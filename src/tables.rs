//! Immutable affinity tables that bias parent selection toward thematically
//! consistent choices.

use crate::model::{
    Alignment, Archetype, DemiGodKind, Element, GeographyKind, OrganizationKind, PrimordialKind,
    RaceKind,
};

/// Elements whose creators may shape a geography kind.
pub fn geography_elements(kind: GeographyKind) -> &'static [Element] {
    use Element::*;
    use GeographyKind::*;
    match kind {
        Continent => &[Earth, Rock],
        Ocean => &[Water],
        Sea => &[Water],
        MountainRange => &[Rock],
        River => &[Water],
        Lake => &[Water],
        Forest => &[Life],
        Jungle => &[Life, Water],
        Desert => &[Fire, Wind],
        Swamp => &[Water, Life],
        Marsh => &[Water, Earth],
        Tundra => &[Ice],
        Glacier => &[Ice],
        Volcano => &[Fire],
        Island => &[Water, Rock],
        Archipelago => &[Water],
        Canyon => &[Wind, Rock],
        Plains => &[Earth, Wind],
        Steppe => &[Wind],
        Hills => &[Earth],
        Valley => &[Earth, Life],
        Plateau => &[Rock, Wind],
        Coast => &[Water, Earth],
        Fjord => &[Ice, Water],
        CaveSystem => &[Rock, Earth],
    }
}

/// The primordial force each element prefers as its parent.
pub fn element_primordial(element: Element) -> PrimordialKind {
    match element {
        Element::Rock | Element::Earth => PrimordialKind::Order,
        Element::Wind | Element::Fire => PrimordialKind::Chaos,
        Element::Water => PrimordialKind::Time,
        Element::Life => PrimordialKind::Light,
        Element::Ice => PrimordialKind::Dark,
        Element::Magic => PrimordialKind::Space,
    }
}

/// Elements whose creators awaken a race. Empty for custom races, which
/// fall back to round-robin.
pub fn race_elements(race: &RaceKind) -> &'static [Element] {
    match race {
        RaceKind::Human => &[Element::Life],
        RaceKind::Elf => &[Element::Magic, Element::Life],
        RaceKind::Dwarf => &[Element::Rock, Element::Earth],
        RaceKind::Halfling => &[Element::Life, Element::Earth],
        RaceKind::Gnome => &[Element::Magic, Element::Rock],
        RaceKind::Orc => &[Element::Fire, Element::Earth],
        RaceKind::Goblin => &[Element::Earth],
        RaceKind::Troll => &[Element::Rock, Element::Ice],
        RaceKind::Giant => &[Element::Ice, Element::Rock],
        RaceKind::Dragonborn => &[Element::Fire],
        RaceKind::Tiefling => &[Element::Fire, Element::Magic],
        RaceKind::Kobold => &[Element::Earth, Element::Fire],
        RaceKind::Lizardfolk => &[Element::Water],
        RaceKind::Merfolk => &[Element::Water],
        RaceKind::Custom(_) => &[],
    }
}

/// Organization kinds a race may found.
pub fn race_organizations(race: &RaceKind) -> &'static [OrganizationKind] {
    use OrganizationKind::*;
    match race {
        RaceKind::Human => &[
            Empire,
            Kingdom,
            Duchy,
            Barony,
            CityState,
            Republic,
            Theocracy,
            Guild,
            MerchantCompany,
            KnightlyOrder,
            ThievesGuild,
            MercenaryCompany,
            PirateFleet,
        ],
        RaceKind::Elf => &[
            Realm,
            Court,
            Enclave,
            Conclave,
            MagesCircle,
            DruidCircle,
            Grove,
            Academy,
        ],
        RaceKind::Dwarf => &[
            Kingdom,
            Stronghold,
            Hold,
            Clan,
            Guild,
            MiningConsortium,
            Brotherhood,
        ],
        RaceKind::Halfling => &[Republic, Council, Guild, MerchantCompany, Lodge, Clan],
        RaceKind::Gnome => &[Academy, Guild, MiningConsortium, Council, MagesCircle],
        RaceKind::Orc => &[Horde, Warband, Tribe, Clan, MercenaryCompany],
        RaceKind::Goblin => &[Warren, Tribe, ThievesGuild, Warband, Horde],
        RaceKind::Troll => &[Clan, Tribe, Warband, Pack],
        RaceKind::Giant => &[Kingdom, Clan, Court, Stronghold],
        RaceKind::Dragonborn => &[Empire, Clan, KnightlyOrder, Temple, Brotherhood],
        RaceKind::Tiefling => &[
            Cult,
            Coven,
            ThievesGuild,
            AssassinsGuild,
            CityState,
            NomadCaravan,
        ],
        RaceKind::Kobold => &[Warren, Brood, Cult, Tribe, MiningConsortium],
        RaceKind::Lizardfolk => &[Tribe, Brood, Hive, Temple],
        RaceKind::Merfolk => &[Realm, Court, Council, PirateFleet, Temple],
        RaceKind::Custom(_) => &[Kingdom, Tribe, Clan, Guild, Temple],
    }
}

/// Concepts a race's worship gravitates toward.
pub fn race_concepts(race: &RaceKind) -> &'static [&'static str] {
    match race {
        RaceKind::Human => &["war", "harvest", "justice", "trade", "love", "law"],
        RaceKind::Elf => &["magic", "stars", "forests", "beauty", "music", "moon"],
        RaceKind::Dwarf => &["craft", "forge", "stone", "ancestors", "gold", "mining"],
        RaceKind::Halfling => &["hearth", "home", "luck", "feasts", "harvest"],
        RaceKind::Gnome => &["invention", "trickery", "gems", "knowledge", "alchemy"],
        RaceKind::Orc => &["war", "blood", "hunt", "courage", "vengeance", "storm"],
        RaceKind::Goblin => &["trickery", "greed", "shadows", "hunger"],
        RaceKind::Troll => &["hunger", "rot", "rebirth", "mountains"],
        RaceKind::Giant => &["mountains", "frost", "thunder", "honor", "storm"],
        RaceKind::Dragonborn => &["dragons", "fire", "honor", "victory", "oaths"],
        RaceKind::Tiefling => &["secrets", "freedom", "rebellion", "fire", "fate"],
        RaceKind::Kobold => &["dragons", "mining", "trickery", "sacrifice"],
        RaceKind::Lizardfolk => &["serpents", "rivers", "hunger", "rebirth", "sun"],
        RaceKind::Merfolk => &["sea", "tides", "pearls", "moon", "music"],
        RaceKind::Custom(_) => &[],
    }
}

/// Relative weights for rolling an archetype's alignment.
pub struct AlignmentLeaning {
    pub good: u32,
    pub neutral: u32,
    pub evil: u32,
}

impl AlignmentLeaning {
    pub fn roll(&self, rng: &mut dyn rand::RngCore) -> Alignment {
        use rand::Rng;
        let total = self.good + self.neutral + self.evil;
        let roll = rng.random_range(0..total.max(1));
        if roll < self.good {
            Alignment::Good
        } else if roll < self.good + self.neutral {
            Alignment::Neutral
        } else {
            Alignment::Evil
        }
    }
}

pub fn alignment_leaning(archetype: Archetype) -> AlignmentLeaning {
    let (good, neutral, evil) = match archetype {
        Archetype::Hero | Archetype::Paladin | Archetype::Knight | Archetype::Cleric => (8, 2, 0),
        Archetype::Lich | Archetype::Villain | Archetype::Vampire | Archetype::Necromancer => {
            (0, 1, 9)
        }
        Archetype::Warlock | Archetype::Assassin => (1, 3, 6),
        Archetype::Sorcerer | Archetype::Wizard | Archetype::Archmage => (4, 3, 3),
        Archetype::Warlord | Archetype::Thief | Archetype::PirateCaptain => (1, 5, 4),
        Archetype::Druid | Archetype::Sage | Archetype::Oracle | Archetype::Explorer => (4, 6, 0),
        _ => (4, 4, 2),
    };
    AlignmentLeaning {
        good,
        neutral,
        evil,
    }
}

pub fn demigod_leaning(kind: DemiGodKind) -> AlignmentLeaning {
    let (good, neutral, evil) = match kind {
        DemiGodKind::HalfGod => (5, 3, 2),
        DemiGodKind::AncientCreature => (2, 4, 4),
        DemiGodKind::DivineExperiment => (2, 4, 4),
        DemiGodKind::FallenDivine => (0, 2, 8),
        DemiGodKind::AscendedMortal => (8, 2, 0),
        DemiGodKind::PrimordialSpawn => (1, 3, 6),
    };
    AlignmentLeaning {
        good,
        neutral,
        evil,
    }
}

/// Organization kinds that lean toward delving a dungeon.
pub const LIKELY_DUNGEON_KINDS: &[OrganizationKind] = &[
    OrganizationKind::Kingdom,
    OrganizationKind::Horde,
    OrganizationKind::Realm,
    OrganizationKind::Stronghold,
];

/// Purpose keywords that make a dungeon very likely.
pub const DUNGEON_KEYWORDS: &[&str] = &[
    "mining",
    "mine",
    "fortress",
    "vault",
    "crypt",
    "catacomb",
    "tunnel",
    "delve",
    "underworld",
    "treasure",
];

pub fn purpose_suggests_dungeon(purpose: &str) -> bool {
    let lowered = purpose.to_ascii_lowercase();
    DUNGEON_KEYWORDS.iter().any(|k| lowered.contains(k))
}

:::

**Assignment**
Go through the listing above and find each line containing the string "MagesCircle"; copy those lines.

**Answer area**
            MagesCircle,
        RaceKind::Gnome => &[Academy, Guild, MiningConsortium, Council, MagesCircle],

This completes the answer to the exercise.